People throughout the networked world can become wikiartists by collaborating in creating web-enabled peer-produced artworks. MERIWIP: MEditerranean RIm WIkiart Project is an exemplary wikiart project in which anyone from the 21 countries surrounding the Mediterranean Sea can participate.

Photograph God
Focus your camera lens on God and you will see God looking back at you. Seeing God is seeing divine light reflected from every facet of your life. The ancient wisdom of kabbalah will help you recognize that you have been looking at God all the time but missed the action. "God is the Compassion, the Strength, the Beauty, the Success, the Splendor, and the Foundation of everything in heaven and earth" (Chronicles 1, 29:11). Post photos of these divine attribute in your everyday life.

JerUSAlem-USA
A participatory art project that links the twenty places in the United States called “Jerusalem” with the original Jerusalem in Israel for which they are named. There are Jerusalems in Alabama, Arkansas, Georgia, Maryland, Michigan, New York, North Carolina, Ohio, Rhode Island, Tennessee, Utah, and Vermont.

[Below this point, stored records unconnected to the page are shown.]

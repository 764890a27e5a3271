use std::{io::stdout, time::Duration};

use clap::Parser;
use color_eyre::Result;
use grsai::{
    cli::QueryArgs, clock::TokioClock, config::Env, tools::query, transport::ReqwestTransport,
};

/// Gemini can take a while on long answers.
const REQUEST_TIMEOUT: Duration = Duration::from_secs(120);

#[tokio::main]
async fn main() -> Result<()> {
    color_eyre::install()?;
    grsai::init_logging();
    let args = QueryArgs::parse();

    query::run(
        args,
        &Env::from_process(),
        ReqwestTransport::new(REQUEST_TIMEOUT),
        TokioClock,
        &mut stdout().lock(),
    )
    .await?;
    Ok(())
}
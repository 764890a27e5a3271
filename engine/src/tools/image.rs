//! Image generation with the nano-banana family.

use std::io::Write;

use log::info;
use strum::{Display, EnumIter};

use crate::{
    api::{IMAGE_PATH, NO_WEBHOOK, draw::ImageGenerationBody},
    attachment::ImageAttachment,
    cli::ImageArgs,
    client::GrsaiClient,
    clock::Clock,
    config::{Config, Env},
    error::{InputError, Result},
    tools::{AspectRatio, MediaOutcome, preview, render, validate_prompt},
    transport::Transport,
};

#[derive(Debug, Clone, Copy, Display, clap::ValueEnum, PartialEq, Eq, EnumIter, Default)]
pub enum ImageModel {
    #[value(name = "nano-banana-fast")]
    #[strum(to_string = "nano-banana-fast")]
    Fast,
    #[default]
    #[value(name = "nano-banana")]
    #[strum(to_string = "nano-banana")]
    Standard,
    #[value(name = "nano-banana-pro")]
    #[strum(to_string = "nano-banana-pro")]
    Pro,
}

impl ImageModel {
    pub fn api_name(&self) -> &'static str {
        match self {
            ImageModel::Fast => "nano-banana-fast",
            ImageModel::Standard => "nano-banana",
            ImageModel::Pro => "nano-banana-pro",
        }
    }
}

/// Output resolution tier.
#[derive(Debug, Clone, Copy, Display, clap::ValueEnum, PartialEq, Eq, EnumIter, Default)]
pub enum ImageSize {
    #[default]
    #[value(name = "1K")]
    #[strum(to_string = "1K")]
    OneK,
    #[value(name = "2K")]
    #[strum(to_string = "2K")]
    TwoK,
    #[value(name = "4K")]
    #[strum(to_string = "4K")]
    FourK,
}

impl ImageSize {
    pub fn api_value(&self) -> &'static str {
        match self {
            ImageSize::OneK => "1K",
            ImageSize::TwoK => "2K",
            ImageSize::FourK => "4K",
        }
    }
}

#[derive(Debug)]
pub struct ImageJob {
    pub prompt: String,
    pub model: ImageModel,
    pub size: ImageSize,
    pub aspect_ratio: AspectRatio,
    pub references: Vec<ImageAttachment>,
}

impl ImageJob {
    pub fn from_args(args: &ImageArgs) -> Result<Self, InputError> {
        Ok(Self {
            prompt: validate_prompt(&args.prompt)?,
            model: args.model,
            size: args.size,
            aspect_ratio: args.aspect_ratio,
            references: args
                .image
                .iter()
                .map(ImageAttachment::load)
                .collect::<Result<_, _>>()?,
        })
    }

    pub fn body(&self) -> ImageGenerationBody {
        ImageGenerationBody {
            model: self.model.api_name(),
            prompt: self.prompt.clone(),
            aspect_ratio: self.aspect_ratio.api_value(),
            image_size: self.size.api_value(),
            urls: self
                .references
                .iter()
                .map(ImageAttachment::data_uri)
                .collect(),
            web_hook: NO_WEBHOOK,
            shut_progress: false,
        }
    }
}

pub async fn run(
    args: ImageArgs,
    env: &Env,
    transport: impl Transport,
    clock: impl Clock,
    out: &mut impl Write,
) -> Result<MediaOutcome> {
    let config = Config::resolve(args.api_key.as_deref(), env)?;
    let job = ImageJob::from_args(&args)?;

    info!(
        "Generating image: model={}, size={}, aspect={}, references={}",
        job.model,
        job.size,
        job.aspect_ratio,
        job.references.len()
    );
    info!("Prompt: {}", preview(&job.prompt));

    let client = GrsaiClient::new(config, transport, clock);
    render(
        &client,
        IMAGE_PATH,
        &job.body(),
        "Image",
        &args.filename,
        out,
    )
    .await
}
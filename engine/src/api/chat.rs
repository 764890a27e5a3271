use serde::{Deserialize, Serialize};

use crate::error::{Result, SkillError};

pub const GEMINI_MODEL: &str = "gemini-3-pro";

#[derive(Debug, Serialize)]
pub struct ChatRequest {
    pub model: String,
    pub messages: Vec<ChatMessage>,
}

#[derive(Debug, Serialize)]
pub struct ChatMessage {
    pub role: Role,
    pub content: Content,
}

impl ChatMessage {
    pub fn system(text: String) -> Self {
        Self {
            role: Role::System,
            content: Content::Text(text),
        }
    }

    pub fn user(content: Content) -> Self {
        Self {
            role: Role::User,
            content,
        }
    }
}

#[derive(Debug, Serialize, PartialEq, Eq)]
#[serde(rename_all = "snake_case")]
pub enum Role {
    System,
    User,
}

/// Plain text, or text plus images for vision queries.
#[derive(Debug, Serialize)]
#[serde(untagged)]
pub enum Content {
    Text(String),
    Parts(Vec<ContentPart>),
}

#[derive(Debug, Serialize)]
#[serde(tag = "type", rename_all = "snake_case")]
pub enum ContentPart {
    Text { text: String },
    ImageUrl { image_url: ImageUrl },
}

#[derive(Debug, Serialize)]
pub struct ImageUrl {
    pub url: String,
}

#[derive(Debug, Deserialize)]
pub struct ChatResponse {
    pub choices: Option<Vec<Choice>>,
    pub usage: Option<Usage>,
}

#[derive(Debug, Deserialize)]
pub struct Choice {
    pub message: Option<AssistantMessage>,
}

#[derive(Debug, Deserialize)]
pub struct AssistantMessage {
    pub content: Option<String>,
}

#[derive(Debug, Deserialize, Clone, Copy)]
pub struct Usage {
    pub total_tokens: Option<u64>,
}

#[derive(Debug, Clone, PartialEq, Eq)]
pub struct Completion {
    pub text: String,
    pub total_tokens: Option<u64>,
}

impl ChatResponse {
    pub fn into_completion(self) -> Result<Completion> {
        let text = self
            .choices
            .and_then(|choices| choices.into_iter().next())
            .and_then(|choice| choice.message)
            .and_then(|message| message.content)
            .ok_or_else(|| SkillError::protocol("no 'choices[0].message.content' in response"))?;

        Ok(Completion {
            text,
            total_tokens: self.usage.and_then(|u| u.total_tokens),
        })
    }
}

#[cfg(test)]
mod test {
    use expect_test::expect;

    use super::*;

    #[test]
    fn request_serialization() {
        let req = ChatRequest {
            model: GEMINI_MODEL.into(),
            messages: vec![
                ChatMessage::system("Be brief".into()),
                ChatMessage::user(Content::Parts(vec![
                    ContentPart::Text {
                        text: "What is this?".into(),
                    },
                    ContentPart::ImageUrl {
                        image_url: ImageUrl {
                            url: "data:image/png;base64,AAAA".into(),
                        },
                    },
                ])),
            ],
        };

        let expect = expect![[r#"
            {
              "model": "gemini-3-pro",
              "messages": [
                {
                  "role": "system",
                  "content": "Be brief"
                },
                {
                  "role": "user",
                  "content": [
                    {
                      "type": "text",
                      "text": "What is this?"
                    },
                    {
                      "type": "image_url",
                      "image_url": {
                        "url": "data:image/png;base64,AAAA"
                      }
                    }
                  ]
                }
              ]
            }"#]];
        expect.assert_eq(&serde_json::to_string_pretty(&req).unwrap());
    }

    #[test]
    fn completion_extraction() {
        let resp: ChatResponse = serde_json::from_str(
            r#"{"choices":[{"message":{"role":"assistant","content":"hello"}}],"usage":{"total_tokens":42}}"#,
        )
        .unwrap();
        assert_eq!(
            resp.into_completion().unwrap(),
            Completion {
                text: "hello".into(),
                total_tokens: Some(42),
            }
        );
    }

    #[test]
    fn missing_choices_is_protocol_error() {
        for body in [
            r#"{"id":"x"}"#,
            r#"{"choices":[]}"#,
            r#"{"choices":[{"message":{"role":"assistant"}}]}"#,
        ] {
            let resp: ChatResponse = serde_json::from_str(body).unwrap();
            assert!(matches!(
                resp.into_completion(),
                Err(SkillError::ProtocolError { .. })
            ));
        }
    }
}
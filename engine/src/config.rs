use std::fmt;

use crate::{
    API_KEY_ENV, BASE_URL_ENV, DEFAULT_BASE_URL,
    error::{Result, SkillError},
    poll::PollPolicy,
    retry::RetryPolicy,
};

/// A resolved grsai API key. `Debug` never prints the secret.
#[derive(Clone, PartialEq, Eq)]
pub struct ApiKey(String);

impl ApiKey {
    pub fn new(key: impl Into<String>) -> Self {
        Self(key.into())
    }

    pub fn expose(&self) -> &str {
        &self.0
    }
}

impl fmt::Debug for ApiKey {
    fn fmt(&self, f: &mut fmt::Formatter<'_>) -> fmt::Result {
        f.write_str("ApiKey(***)")
    }
}

/// Snapshot of the environment variables the tools care about. Read once in
/// `main` and passed down, so nothing below reads the process environment.
#[derive(Debug, Clone, Default)]
pub struct Env {
    pub api_key: Option<String>,
    pub base_url: Option<String>,
}

impl Env {
    pub fn from_process() -> Self {
        Self {
            api_key: std::env::var(API_KEY_ENV).ok(),
            base_url: std::env::var(BASE_URL_ENV).ok(),
        }
    }
}

/// The explicit key wins over the environment. Empty strings count as absent.
pub fn resolve_api_key(explicit: Option<&str>, env: Option<&str>) -> Result<ApiKey> {
    explicit
        .filter(|k| !k.is_empty())
        .or(env.filter(|k| !k.is_empty()))
        .map(ApiKey::new)
        .ok_or(SkillError::MissingCredential)
}

#[derive(Debug, Clone)]
pub struct Config {
    pub api_key: ApiKey,
    pub base_url: String,
    pub retry: RetryPolicy,
    pub poll: PollPolicy,
}

impl Config {
    pub fn new(api_key: ApiKey) -> Self {
        Self {
            api_key,
            base_url: DEFAULT_BASE_URL.into(),
            retry: RetryPolicy::default(),
            poll: PollPolicy::default(),
        }
    }

    /// Resolves the key from the flag or `env` and applies the optional host
    /// override.
    pub fn resolve(explicit_key: Option<&str>, env: &Env) -> Result<Self> {
        let api_key = resolve_api_key(explicit_key, env.api_key.as_deref())?;
        let mut cfg = Self::new(api_key);
        if let Some(url) = env.base_url.as_deref().filter(|u| !u.is_empty()) {
            cfg.base_url = url.trim_end_matches('/').to_string();
        }
        Ok(cfg)
    }

    pub fn endpoint(&self, path: &str) -> String {
        format!("{}{path}", self.base_url)
    }
}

Residents of the American Jerusalems are invited to participate by sending photographs of their everyday life that are matched by photographs from Jerusalem, Israel.

Future Holocaust Memorials
In the tradition of Picasso’s Guernica extended into our networked times, artist Mel Alexenberg has created a work of webart as a call to action to prevent a second Holocaust before Ahmadinejad executes his plan to wipe Israel off the map with a nuclear bomb as Iran’s prelude to global conquest. (Rhizome ArtBase at the New Museum of Contemporary Art has honored this webart blog by adding it to its online archive of exemplary works of new media art.)

Aesthetic Peace


An aesthetic metaphor derived from Islamic art invites a perceptual shift through which Muslims see the Jewish State of Israel as a blessing expressing Allah’s will rather than as an alien presence in the midst of the Islamic world. Perhaps thinking out of the box from a fresh aesthetic viewpoint can succeed in bringing peace where politics has failed.


Future of Art
About Mel Alexenberg’s recent books: The Future of Art in a Postdigital Age: From Hellenistic to Hebraic Consciousness, and Educating Artists for the Future: Learning at the Intersections of Art, Science, Technology, and Culture (both published by Intellect Books/University of Chicago Press), and in Hebrew: Dialogic Art in a Digital World: Judaism and Contemporary Art (Jerusalem: Rubin Mass House/Emuna College).

Zionist Artists
The great biblical miracle of liberating one nation of thousands from enslavement in the one country of Egypt after hundreds of years of exile pales in comparison with the Zionist miracle in our time of liberating millions of Jews from persecution, pogroms, and Holocaust in scores of countries after thousands of years of exile and bringing them home to Israel. Being an integral part of this Zionist miracle is an enthralling creative opportunity for artists unprecedented in world history.